The Arctic Wolf (Canis lupus arctos), also called Polar Wolf or White Wolf, is a member of the Canidae family, and a subspecies of Gray Wolf. Arctic Wolves inhabit the Canadian Arctic and the northern parts of Greenland.
Arctic Wolves generally are smaller than Gray Wolves, being about 3 to 6 feet long including the tail, males being larger than females. Their shoulder heights vary from 25 to 31 inches. Arctic Wolves are bulkier than Gray Wolves, often weighing over 100 pounds. Weights of up to 175 pounds have been observed in full-grown males. Arctic Wolves usually have small ears, which help the wolf maintain body heat.

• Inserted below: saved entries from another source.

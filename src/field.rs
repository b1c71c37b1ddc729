//! Primitive value model: `Type` and `Field` (spec §3, §4.1).

use std::fmt;
use std::io::{self, Read, Write};

use crate::config::STRING_MAX_SIZE;
use crate::error::{SmallDbError, SmallResult};
use crate::types::Op;

/// A primitive column type. Serialized width is constant per variant.
#[derive(Debug, Clone, Copy, PartialEq, Eq)]
pub enum Type {
    Int,
    Str,
}

impl Type {
    /// Serialized width in bytes of a field of this type.
    pub fn len(self) -> usize {
        match self {
            Type::Int => 4,
            Type::Str => 4 + STRING_MAX_SIZE,
        }
    }

    /// Reads one field of this type from `reader`. The inverse of
    /// `Field::serialize`.
    pub fn parse<R: Read>(self, reader: &mut R) -> SmallResult<Field> {
        match self {
            Type::Int => {
                let mut buf = [0u8; 4];
                reader
                    .read_exact(&mut buf)
                    .map_err(|e| SmallDbError::format_error(e.to_string()))?;
                Ok(Field::Int(i32::from_be_bytes(buf)))
            }
            Type::Str => {
                let mut len_buf = [0u8; 4];
                reader
                    .read_exact(&mut len_buf)
                    .map_err(|e| SmallDbError::format_error(e.to_string()))?;
                let len = u32::from_be_bytes(len_buf) as usize;
                if len > STRING_MAX_SIZE {
                    return Err(SmallDbError::format_error(format!(
                        "string length {} exceeds STRING_MAX_SIZE {}",
                        len, STRING_MAX_SIZE
                    )));
                }
                let mut payload = vec![0u8; STRING_MAX_SIZE];
                reader
                    .read_exact(&mut payload)
                    .map_err(|e| SmallDbError::format_error(e.to_string()))?;
                payload.truncate(len);
                let s = String::from_utf8(payload)
                    .map_err(|e| SmallDbError::format_error(e.to_string()))?;
                Ok(Field::Str(s))
            }
        }
    }
}

impl fmt::Display for Type {
    fn fmt(&self, f: &mut fmt::Formatter) -> fmt::Result {
        match self {
            Type::Int => write!(f, "INT"),
            Type::Str => write!(f, "STRING"),
        }
    }
}

/// A concrete value. `Str` carries an unpadded Rust string; padding to
/// `STRING_MAX_SIZE` happens only on the wire.
#[derive(Debug, Clone, PartialEq, Eq, PartialOrd, Ord)]
pub enum Field {
    Int(i32),
    Str(String),
}

impl Field {
    pub fn field_type(&self) -> Type {
        match self {
            Field::Int(_) => Type::Int,
            Field::Str(_) => Type::Str,
        }
    }

    /// Serializes this field to exactly `field_type().len()` bytes.
    pub fn serialize<W: Write>(&self, writer: &mut W) -> io::Result<()> {
        match self {
            Field::Int(v) => writer.write_all(&v.to_be_bytes()),
            Field::Str(s) => {
                let bytes = s.as_bytes();
                debug_assert!(bytes.len() <= STRING_MAX_SIZE);
                writer.write_all(&(bytes.len() as u32).to_be_bytes())?;
                writer.write_all(bytes)?;
                let padding = STRING_MAX_SIZE - bytes.len();
                writer.write_all(&vec![0u8; padding])
            }
        }
    }

    /// Evaluates `self <op> other`. `Op::Like` is a substring match and is
    /// only meaningful between two `Str` fields.
    pub fn compare(&self, op: Op, other: &Field) -> bool {
        match op {
            Op::Equals => self == other,
            Op::NotEquals => self != other,
            Op::LessThan => self < other,
            Op::LessThanOrEq => self <= other,
            Op::GreaterThan => self > other,
            Op::GreaterThanOrEq => self >= other,
            Op::Like => match (self, other) {
                (Field::Str(haystack), Field::Str(needle)) => haystack.contains(needle.as_str()),
                _ => false,
            },
        }
    }
}

impl fmt::Display for Field {
    fn fmt(&self, f: &mut fmt::Formatter) -> fmt::Result {
        match self {
            Field::Int(v) => write!(f, "{}", v),
            Field::Str(s) => write!(f, "{}", s),
        }
    }
}

#[cfg(test)]
mod tests {
    use super::*;

    #[test]
    fn int_round_trip() {
        let f = Field::Int(-42);
        let mut buf = Vec::new();
        f.serialize(&mut buf).unwrap();
        assert_eq!(buf.len(), Type::Int.len());
        let mut cursor = std::io::Cursor::new(buf);
        let parsed = Type::Int.parse(&mut cursor).unwrap();
        assert_eq!(parsed, f);
    }

    #[test]
    fn str_round_trip_and_padding() {
        let f = Field::Str("hello".to_string());
        let mut buf = Vec::new();
        f.serialize(&mut buf).unwrap();
        assert_eq!(buf.len(), Type::Str.len());
        // length prefix + payload, NUL-padded to STRING_MAX_SIZE.
        assert_eq!(&buf[0..4], &5u32.to_be_bytes());
        assert!(buf[4 + 5..].iter().all(|&b| b == 0));
        let mut cursor = std::io::Cursor::new(buf);
        let parsed = Type::Str.parse(&mut cursor).unwrap();
        assert_eq!(parsed, f);
    }

    #[test]
    fn like_is_substring_match() {
        let a = Field::Str("hello world".to_string());
        let b = Field::Str("wor".to_string());
        assert!(a.compare(Op::Like, &b));
        assert!(!b.compare(Op::Like, &a));
    }

    #[test]
    fn comparisons() {
        assert!(Field::Int(1).compare(Op::LessThan, &Field::Int(2)));
        assert!(Field::Int(2).compare(Op::GreaterThanOrEq, &Field::Int(2)));
        assert!(Field::Int(3).compare(Op::NotEquals, &Field::Int(2)));
    }
}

Arctic Wolves, like all wolves, hunt in packs. They mostly prey on Caribou and musk ox, but will also kill a number of Arctic Hares, lemmings, and other small mammals. Moose can also be taken. Due to the scarcity of grazing plants, they roam large areas to find prey up to and beyond 1000 square miles, and they will follow migrating caribou south during the winter. They are born with gray fur, which changes over to white as they mature.

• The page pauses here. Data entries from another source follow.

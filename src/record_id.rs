//! `RecordId` = `(PageId, slotIndex)` (spec §3).

use std::fmt;

use crate::page_id::PageId;

#[derive(Debug, Clone, Copy, PartialEq, Eq, Hash)]
pub struct RecordId {
    pub page_id: PageId,
    pub slot_index: usize,
}

impl RecordId {
    pub fn new(page_id: PageId, slot_index: usize) -> Self {
        RecordId { page_id, slot_index }
    }
}

impl fmt::Display for RecordId {
    fn fmt(&self, f: &mut fmt::Formatter) -> fmt::Result {
        write!(f, "RecordId({}, slot={})", self.page_id, self.slot_index)
    }
}
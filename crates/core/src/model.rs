use std::fmt;

use serde::Serialize;

pub type TaskId = u64;

/// Read view of a single task as handed to the presentation layer.
#[derive(Debug, Clone, PartialEq, Eq, Serialize)]
#[serde(rename_all = "camelCase")]
pub struct Task {
    pub id: TaskId,
    pub title: String,
    pub completed: bool,
    pub time_spent: u64,
}

impl Task {
    pub fn new<T: Into<String>>(id: TaskId, title: T) -> Self {
        Self {
            id,
            title: title.into(),
            completed: false,
            time_spent: 0,
        }
    }
}

/// Titles are validated after trimming but stored as entered.
pub fn is_blank_title(title: &str) -> bool {
    title.trim().is_empty()
}

#[derive(Debug, Clone, Copy, Default, PartialEq, Eq, Serialize)]
#[serde(rename_all = "lowercase")]
pub enum TimerState {
    #[default]
    Stopped,
    Running,
}

impl TimerState {
    pub fn as_str(&self) -> &'static str {
        match self {
            TimerState::Stopped => "stopped",
            TimerState::Running => "running",
        }
    }

    pub fn is_running(&self) -> bool {
        matches!(self, TimerState::Running)
    }
}

impl fmt::Display for TimerState {
    fn fmt(&self, f: &mut fmt::Formatter<'_>) -> fmt::Result {
        write!(f, "{}", self.as_str())
    }
}

/// Message a timer controller emits on every tick.
#[derive(Debug, Clone, Copy, PartialEq, Eq)]
pub struct TimeUpdate {
    pub id: TaskId,
    pub elapsed: u64,
}
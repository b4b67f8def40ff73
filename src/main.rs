use anyhow::Result;
use clap::Parser;

fn main() -> Result<()> {
    let cli = tasktimer::cli::Cli::parse();
    let config = tasktimer::config::from_cli(&cli)?;
    tasktimer::logging::init(&config, cli.log_filter.clone())?;

    match cli.command.clone() {
        Some(tasktimer::cli::CliCommand::Tui) | None => {
            tasktimer::tui::run(config)?;
        }
        Some(command) => {
            let stdout = std::io::stdout();
            let mut handle = stdout.lock();
            tasktimer::commands::execute(&config, command, &mut handle)?;
        }
    }

    Ok(())
}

Normally only the alpha male and female will breed. However in large packs others may mate as well. Due to the Arctic’s permafrost soil and the difficulty it poses for digging dens, Arctic Wolves often use rock outcroppings, caves or even shallow depressions as dens instead. The mother gives birth to two or three pups in late May to early June. The wolf pups stay with their mother for 2 years.